Collected data
-*-*-
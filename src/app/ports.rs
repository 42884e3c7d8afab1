//! Port traits — the hexagonal boundary between domain logic and the outside world.
//!
//! ```text
//!   Adapter ──▶ Port trait ──▶ DoorMonitor (domain)
//! ```
//!
//! Driven adapters (contact input, status LED, WiFi, MQTT client, NVS, log
//! sink) implement these traits.  The [`DoorMonitor`](super::service::DoorMonitor)
//! consumes them via generics, so the domain core never touches hardware
//! directly and every path runs on the host against mocks.

use core::fmt;

use crate::config::SystemConfig;
use crate::error::{ConnectError, PollError, PublishError, SensorError};
use crate::telemetry::inbound::InboundMessage;

// ───────────────────────────────────────────────────────────────
// Sensor port (driven adapter: hardware → domain)
// ───────────────────────────────────────────────────────────────

/// Read-side port: the domain calls this once per loop iteration.
pub trait SensorPort {
    /// Instantaneous contact level (`true` = asserted / high).
    fn read_contact(&mut self) -> Result<bool, SensorError>;
}

// ───────────────────────────────────────────────────────────────
// Indicator port (driven adapter: domain → status LED)
// ───────────────────────────────────────────────────────────────

/// Status indication.  Colour codes are `0xRRGGBB`.
pub trait IndicatorPort {
    fn set_indicator(&mut self, colour: u32);
}

/// Named indicator colours.
pub mod colour {
    /// Booting, nothing connected yet.
    pub const STARTING: u32 = 0x22_00_00;
    /// Access point joined, broker not yet connected.
    pub const NETWORK_UP: u32 = 0x00_00_22;
    /// Connected and monitoring.
    pub const NORMAL: u32 = 0x00_22_00;
    /// Answering a liveness query.
    pub const ALIVE: u32 = 0x00_00_22;
    /// Stopped after an orderly shutdown.
    pub const STOPPED: u32 = 0x22_22_00;
}

// ───────────────────────────────────────────────────────────────
// System port (clock, pacing, restart)
// ───────────────────────────────────────────────────────────────

pub trait SystemPort {
    /// Monotonic milliseconds since boot.
    fn uptime_ms(&self) -> u64;

    /// Block the calling task for `ms` milliseconds.
    fn delay_ms(&mut self, ms: u32);

    /// Soft-reset the device.  Does not return on hardware; simulation
    /// backends record the request and return.
    fn restart(&mut self);
}

// ───────────────────────────────────────────────────────────────
// Connectivity port (network link)
// ───────────────────────────────────────────────────────────────

#[derive(Debug, Clone, Copy, PartialEq, Eq)]
pub enum ConnectivityError {
    NoCredentials,
    InvalidSsid,
    InvalidPassword,
    ConnectionFailed,
    AlreadyConnected,
}

impl fmt::Display for ConnectivityError {
    fn fmt(&self, f: &mut fmt::Formatter<'_>) -> fmt::Result {
        match self {
            Self::NoCredentials => write!(f, "no WiFi credentials configured"),
            Self::InvalidSsid => write!(f, "SSID invalid (must be 1-32 printable ASCII bytes)"),
            Self::InvalidPassword => write!(f, "password invalid (must be 8-64 bytes for WPA2, or empty for open)"),
            Self::ConnectionFailed => write!(f, "WiFi connection failed"),
            Self::AlreadyConnected => write!(f, "already connected to AP"),
        }
    }
}

impl std::error::Error for ConnectivityError {}

pub trait ConnectivityPort {
    fn connect(&mut self) -> Result<(), ConnectivityError>;
    /// Safe to call when already disconnected.
    fn disconnect(&mut self);
    fn is_connected(&self) -> bool;
}

// ───────────────────────────────────────────────────────────────
// Publish/subscribe client (driven adapter: domain ↔ broker)
// ───────────────────────────────────────────────────────────────

/// Broker address and login.
#[derive(Debug, Clone, Copy)]
pub struct BrokerCredentials<'a> {
    pub host: &'a str,
    pub port: u16,
    pub username: &'a str,
    pub key: &'a str,
}

impl<'a> BrokerCredentials<'a> {
    pub fn from_config(cfg: &'a SystemConfig) -> Self {
        Self {
            host: cfg.broker_host.as_str(),
            port: cfg.broker_port,
            username: cfg.broker_username.as_str(),
            key: cfg.broker_key.as_str(),
        }
    }
}

/// The underlying MQTT client wrapped by
/// [`TelemetryPublisher`](crate::telemetry::TelemetryPublisher).
///
/// Every method makes a single attempt; retry policy belongs to the caller.
pub trait PubSubClient {
    /// Open a session and wait for the broker's acknowledgement.
    fn connect(&mut self, identity: &str, credentials: &BrokerCredentials<'_>) -> Result<(), ConnectError>;

    fn subscribe(&mut self, topic: &str) -> Result<(), ConnectError>;

    fn publish(&mut self, topic: &str, payload: &[u8]) -> Result<(), PublishError>;

    /// Next queued inbound message, without blocking.
    fn poll(&mut self) -> Result<Option<InboundMessage>, PollError>;

    /// Release the session.  No-op when there is none.
    fn disconnect(&mut self);
}

// ───────────────────────────────────────────────────────────────
// Event sink port (driven adapter: domain → logging)
// ───────────────────────────────────────────────────────────────

/// The domain emits structured [`AppEvent`](super::events::AppEvent)s
/// through this port.
pub trait EventSink {
    fn emit(&mut self, event: &super::events::AppEvent);
}

// ───────────────────────────────────────────────────────────────
// Configuration port (driven adapter: domain ↔ persistent config)
// ───────────────────────────────────────────────────────────────

/// Loads and persists system configuration.
///
/// Implementations MUST validate before persisting: invalid ranges are
/// rejected with [`ConfigError::ValidationFailed`], not clamped.
pub trait ConfigPort {
    /// Load configuration from persistent storage.
    /// Returns [`ConfigError::NotFound`] if nothing has been stored yet.
    fn load(&self) -> Result<SystemConfig, ConfigError>;

    /// Validate and persist configuration.
    fn save(&self, config: &SystemConfig) -> Result<(), ConfigError>;
}

/// Errors from [`ConfigPort`] operations.
#[derive(Debug, Clone, Copy, PartialEq, Eq)]
pub enum ConfigError {
    /// No config found in storage (first boot).
    NotFound,
    /// Stored config failed deserialization.
    Corrupted,
    /// A config field failed range validation.
    ValidationFailed(&'static str),
    /// Underlying storage is full.
    StorageFull,
    /// Generic I/O error from the storage backend.
    IoError,
}

impl fmt::Display for ConfigError {
    fn fmt(&self, f: &mut fmt::Formatter<'_>) -> fmt::Result {
        match self {
            Self::NotFound => write!(f, "config not found"),
            Self::Corrupted => write!(f, "config corrupted"),
            Self::ValidationFailed(msg) => write!(f, "validation failed: {}", msg),
            Self::StorageFull => write!(f, "storage full"),
            Self::IoError => write!(f, "I/O error"),
        }
    }
}

impl std::error::Error for ConfigError {}
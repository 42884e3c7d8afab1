//! Task Watchdog Timer (TWDT) driver.
//!
//! Wraps the ESP-IDF TWDT API to reset the device if the control loop
//! stalls for longer than the configured timeout.  The loop calls
//! [`Watchdog::feed`] after every iteration.

#[cfg(target_os = "espidf")]
use esp_idf_svc::sys::*;

use log::info;

pub struct Watchdog {
    timeout_ms: u32,
    #[cfg(target_os = "espidf")]
    subscribed: bool,
    #[cfg(not(target_os = "espidf"))]
    feeds: core::cell::Cell<u64>,
}

impl Watchdog {
    /// Configure the TWDT and subscribe the current task.
    pub fn new(timeout_ms: u32) -> Self {
        #[cfg(target_os = "espidf")]
        {
            let cfg = esp_task_wdt_config_t {
                timeout_ms,
                idle_core_mask: 0,
                trigger_panic: true,
            };
            // SAFETY: called once from the main task before the loop starts.
            let ret = unsafe { esp_task_wdt_reconfigure(&cfg) };
            if ret != ESP_OK {
                log::warn!("Watchdog: reconfigure returned {} (may already be configured)", ret);
            }

            // SAFETY: a null handle subscribes the calling task.
            let ret = unsafe { esp_task_wdt_add(core::ptr::null_mut()) };
            let subscribed = ret == ESP_OK;
            if subscribed {
                info!("Watchdog: subscribed ({} ms timeout, panic on trigger)", timeout_ms);
            } else {
                log::warn!("Watchdog: failed to subscribe ({})", ret);
            }
            Self { timeout_ms, subscribed }
        }

        #[cfg(not(target_os = "espidf"))]
        {
            info!("Watchdog(sim): {} ms timeout, feeds counted only", timeout_ms);
            Self {
                timeout_ms,
                feeds: core::cell::Cell::new(0),
            }
        }
    }

    pub fn timeout_ms(&self) -> u32 {
        self.timeout_ms
    }

    /// Must be called at least once per timeout period.
    pub fn feed(&self) {
        #[cfg(target_os = "espidf")]
        if self.subscribed {
            // SAFETY: only resets the calling task's TWDT entry.
            unsafe {
                esp_task_wdt_reset();
            }
        }

        #[cfg(not(target_os = "espidf"))]
        self.feeds.set(self.feeds.get() + 1);
    }

    /// Feeds recorded by the simulation backend.
    #[cfg(not(target_os = "espidf"))]
    pub fn feeds(&self) -> u64 {
        self.feeds.get()
    }
}

#[cfg(target_os = "espidf")]
impl Drop for Watchdog {
    fn drop(&mut self) {
        if self.subscribed {
            // SAFETY: removes only the calling task's TWDT entry.
            unsafe {
                esp_task_wdt_delete(core::ptr::null_mut());
            }
            info!("Watchdog: unsubscribed");
        }
    }
}
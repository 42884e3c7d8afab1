//! Output drivers: status LED and task watchdog.

pub mod status_led;
pub mod watchdog;
//! Doorwatch Firmware — Main Entry Point
//!
//! Hexagonal architecture around a single cooperative control loop.
//!
//! ```text
//! ┌────────────────────────────────────────────────────────────────┐
//! │                      Adapters (outer ring)                     │
//! │                                                                │
//! │  HardwareAdapter     LogEventSink   NvsAdapter   Esp32System   │
//! │  (Sensor+Indicator)  (EventSink)    (Config)     (SystemPort)  │
//! │  WifiAdapter         MqttAdapter                               │
//! │  (Connectivity)      (PubSubClient)                            │
//! │                                                                │
//! │  ──────────────── Port Trait Boundary ───────────────────      │
//! │                                                                │
//! │  ┌────────────────────────────────────────────────────────┐    │
//! │  │              DoorMonitor (pure logic)                  │    │
//! │  │  Debounce · DoorFsm · Telemetry · CommandDispatcher    │    │
//! │  └────────────────────────────────────────────────────────┘    │
//! │                                                                │
//! │  Watchdog (fed per iteration) · BOOT button (stop request)     │
//! └────────────────────────────────────────────────────────────────┘
//! ```
#![deny(unused_must_use)]

// ── Imports ───────────────────────────────────────────────────
use anyhow::Result;
use log::{info, warn};

use esp_idf_hal::gpio::{PinDriver, Pull};
use esp_idf_hal::ledc::config::TimerConfig;
use esp_idf_hal::ledc::{LedcDriver, LedcTimerDriver};
use esp_idf_hal::peripherals::Peripherals;
use esp_idf_hal::units::Hertz;
use esp_idf_svc::eventloop::EspSystemEventLoop;
use esp_idf_svc::nvs::EspDefaultNvsPartition;
use esp_idf_svc::wifi::{BlockingWifi, EspWifi};

use doorwatch::adapters::device_id;
use doorwatch::adapters::hardware::HardwareAdapter;
use doorwatch::adapters::log_sink::LogEventSink;
use doorwatch::adapters::mqtt::MqttAdapter;
use doorwatch::adapters::nvs::NvsAdapter;
use doorwatch::adapters::system::Esp32System;
use doorwatch::adapters::wifi::WifiAdapter;
use doorwatch::app::ports::SystemPort;
use doorwatch::app::service::DoorMonitor;
use doorwatch::config::{self, BuildOverrides};
use doorwatch::drivers::status_led::StatusLed;
use doorwatch::drivers::watchdog::Watchdog;
use doorwatch::pins;
use doorwatch::sensors::debounce::DebounceDetector;
use doorwatch::sensors::door_contact::DoorContact;

// ── Main ──────────────────────────────────────────────────────

fn main() -> Result<()> {
    // ── 1. ESP-IDF bootstrap ──────────────────────────────────
    esp_idf_svc::sys::link_patches();
    esp_idf_logger::init()?;

    info!("╔══════════════════════════════════════╗");
    info!("║  Doorwatch v{}                    ║", env!("CARGO_PKG_VERSION"));
    info!("╚══════════════════════════════════════╝");

    let peripherals = Peripherals::take()?;
    let sys_loop = EspSystemEventLoop::take()?;
    let nvs_partition = EspDefaultNvsPartition::take()?;

    // ── 2. Config from NVS (seeded on first boot) ─────────────
    let nvs = NvsAdapter::new(nvs_partition.clone());
    let config = config::load_or_seed(&nvs, &BuildOverrides::from_env());
    if !config.is_provisioned() {
        warn!("Config: no WiFi credentials, running offline until provisioned");
    }

    // ── 3. Status LED (LEDC, shared timer) ────────────────────
    let led_timer = LedcTimerDriver::new(
        peripherals.ledc.timer0,
        &TimerConfig::new().frequency(Hertz(pins::LED_PWM_FREQ_HZ)),
    )?;
    let red = LedcDriver::new(peripherals.ledc.channel0, &led_timer, peripherals.pins.gpio25)?;
    let green = LedcDriver::new(peripherals.ledc.channel1, &led_timer, peripherals.pins.gpio26)?;
    let blue = LedcDriver::new(peripherals.ledc.channel2, &led_timer, peripherals.pins.gpio27)?;
    info!(
        "LED: R/G/B on GPIO{}/{}/{}",
        pins::LED_R_GPIO,
        pins::LED_G_GPIO,
        pins::LED_B_GPIO
    );

    // ── 4. Door contact and BOOT button (pull-ups) ────────────
    let mut contact_pin = PinDriver::input(peripherals.pins.gpio4.downgrade_input())?;
    contact_pin.set_pull(Pull::Up)?;
    info!("Door: contact on GPIO{}", pins::DOOR_CONTACT_GPIO);

    let mut stop_pin = PinDriver::input(peripherals.pins.gpio0.downgrade_input())?;
    stop_pin.set_pull(Pull::Up)?;

    let mut hw = HardwareAdapter::new(
        DoorContact::new(contact_pin),
        StatusLed::new(red, green, blue),
    );

    // ── 5. Identity and network ───────────────────────────────
    let mac = device_id::read_mac();
    let identity = device_id::resolve_client_id(&config.client_id, &mac);
    let hostname = device_id::hostname(&mac);
    info!("Device: client id '{}' (hostname: {})", identity, hostname);

    let mut esp_wifi = EspWifi::new(peripherals.modem, sys_loop.clone(), Some(nvs_partition))?;
    if let Err(e) = esp_wifi.sta_netif_mut().set_hostname(&hostname) {
        warn!("WiFi: hostname not set ({})", e);
    }
    let mut net = WifiAdapter::new(
        BlockingWifi::wrap(esp_wifi, sys_loop)?,
        config.wifi_connect_timeout_ms,
    );
    if config.is_provisioned() {
        if let Err(e) = net.set_credentials(&config.wifi_ssid, &config.wifi_password) {
            warn!("WiFi: stored credentials rejected ({})", e);
        }
    }

    // ── 6. Door monitor ───────────────────────────────────────
    let mut system = Esp32System::new();
    let mut sink = LogEventSink::new();
    let mqtt = MqttAdapter::new(config.wifi_connect_timeout_ms);
    let mut monitor = DoorMonitor::new(config.clone(), mqtt, &identity, system.uptime_ms());

    if let Err(e) = monitor.start(&mut hw, &mut net, &mut system, &mut sink) {
        warn!("Startup: offline ({}), will keep retrying", e);
    }

    // ── 7. Control loop ───────────────────────────────────────
    let watchdog = Watchdog::new(config.watchdog_timeout_ms);

    // BOOT held low for the debounce window requests an orderly stop.
    let mut stop_debounce =
        DebounceDetector::new(config.debounce_window_ms, false, system.uptime_ms());
    let should_stop = move |now_ms: u64| {
        stop_debounce
            .sample(stop_pin.is_low(), now_ms)
            .is_some_and(|s| s.level)
    };

    monitor.run(
        &mut hw,
        &mut net,
        &mut system,
        &mut sink,
        should_stop,
        || watchdog.feed(),
    );

    info!("Stop requested on GPIO{}; program exiting", pins::STOP_BUTTON_GPIO);
    Ok(())
}
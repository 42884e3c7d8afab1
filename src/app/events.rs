//! Outbound application events.
//!
//! The [`DoorMonitor`](super::service::DoorMonitor) emits these through the
//! [`EventSink`](super::ports::EventSink) port.  Adapters on the other
//! side decide what to do with them; the shipped one logs to serial.

use crate::fsm::DoorState;

use super::commands::Command;

/// Structured events emitted by the application core.
#[derive(Debug, Clone, PartialEq, Eq)]
pub enum AppEvent {
    /// The monitor has started (carries the initial door state).
    Started(DoorState),

    /// The debounced door state changed.
    DoorChanged { from: DoorState, to: DoorState },

    /// A remote command was accepted and is about to run.
    CommandHandled(Command),

    /// The broker session dropped; reconnection is scheduled.
    TelemetryLost { retry_in_secs: u32 },

    /// A broker session was re-established after a loss.
    TelemetryRestored { attempts: u32 },

    /// Orderly shutdown has begun.
    Stopping,
}
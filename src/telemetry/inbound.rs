//! Inbound message types and the bounded hand-off queue.
//!
//! On hardware the MQTT client runs its own FreeRTOS task and delivers
//! events through a callback.  The callback only pushes into an
//! [`InboundQueue`]; the control loop drains it from its own thread of
//! control, so no domain code ever runs re-entrantly.
//!
//! ```text
//! ┌──────────────┐  TransportEvent  ┌──────────────┐
//! │  MQTT task   │─────────────────▶│ Control loop │
//! │  (callback)  │   try_send only  │ try_receive  │
//! └──────────────┘                  └──────────────┘
//! ```

use core::sync::atomic::{AtomicU32, Ordering};

use embassy_sync::blocking_mutex::raw::CriticalSectionRawMutex;
use embassy_sync::channel::Channel;
use heapless::{String, Vec};

/// Longest accepted topic, in bytes.
pub const MAX_TOPIC_LEN: usize = 64;
/// Longest accepted payload, in bytes.
pub const MAX_PAYLOAD_LEN: usize = 64;
/// Queue depth; also the most messages drained per poll.
pub const INBOUND_DEPTH: usize = 8;

/// One message received on a subscribed topic.
#[derive(Debug, Clone, PartialEq, Eq)]
pub struct InboundMessage {
    pub topic: String<MAX_TOPIC_LEN>,
    pub payload: Vec<u8, MAX_PAYLOAD_LEN>,
}

impl InboundMessage {
    /// Copy a received message into bounded storage.
    /// Returns `None` if the topic or payload does not fit.
    pub fn new(topic: &str, payload: &[u8]) -> Option<Self> {
        Some(Self {
            topic: String::try_from(topic).ok()?,
            payload: Vec::from_slice(payload).ok()?,
        })
    }
}

/// Everything the transport can tell the control loop.
#[derive(Debug, Clone, PartialEq, Eq)]
pub enum TransportEvent {
    /// The broker acknowledged the session.
    Connected,
    /// The session is gone (network drop, broker close, keepalive timeout).
    Disconnected,
    Message(InboundMessage),
}

/// Bounded SPSC hand-off between the MQTT task and the control loop.
///
/// Never blocks the producer: when full, the event is dropped and counted.
pub struct InboundQueue {
    channel: Channel<CriticalSectionRawMutex, TransportEvent, INBOUND_DEPTH>,
    dropped: AtomicU32,
}

impl InboundQueue {
    pub const fn new() -> Self {
        Self {
            channel: Channel::new(),
            dropped: AtomicU32::new(0),
        }
    }

    /// Producer side.  Returns `false` if the event was dropped.
    pub fn push(&self, event: TransportEvent) -> bool {
        if self.channel.try_send(event).is_ok() {
            true
        } else {
            self.dropped.fetch_add(1, Ordering::Relaxed);
            false
        }
    }

    /// Consumer side.  Never blocks.
    pub fn pop(&self) -> Option<TransportEvent> {
        self.channel.try_receive().ok()
    }

    /// Events dropped since the last call.
    pub fn take_dropped(&self) -> u32 {
        self.dropped.swap(0, Ordering::Relaxed)
    }

    /// Discard everything queued (stale events from a previous session).
    pub fn clear(&self) {
        while self.channel.try_receive().is_ok() {}
    }
}

impl Default for InboundQueue {
    fn default() -> Self {
        Self::new()
    }
}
-*-*-
Required action: Among the lines above, list those that contain the word "BlockingWifi".

Worked solution:
use esp_idf_svc::wifi::{BlockingWifi, EspWifi};
        BlockingWifi::wrap(esp_wifi, sys_loop)?,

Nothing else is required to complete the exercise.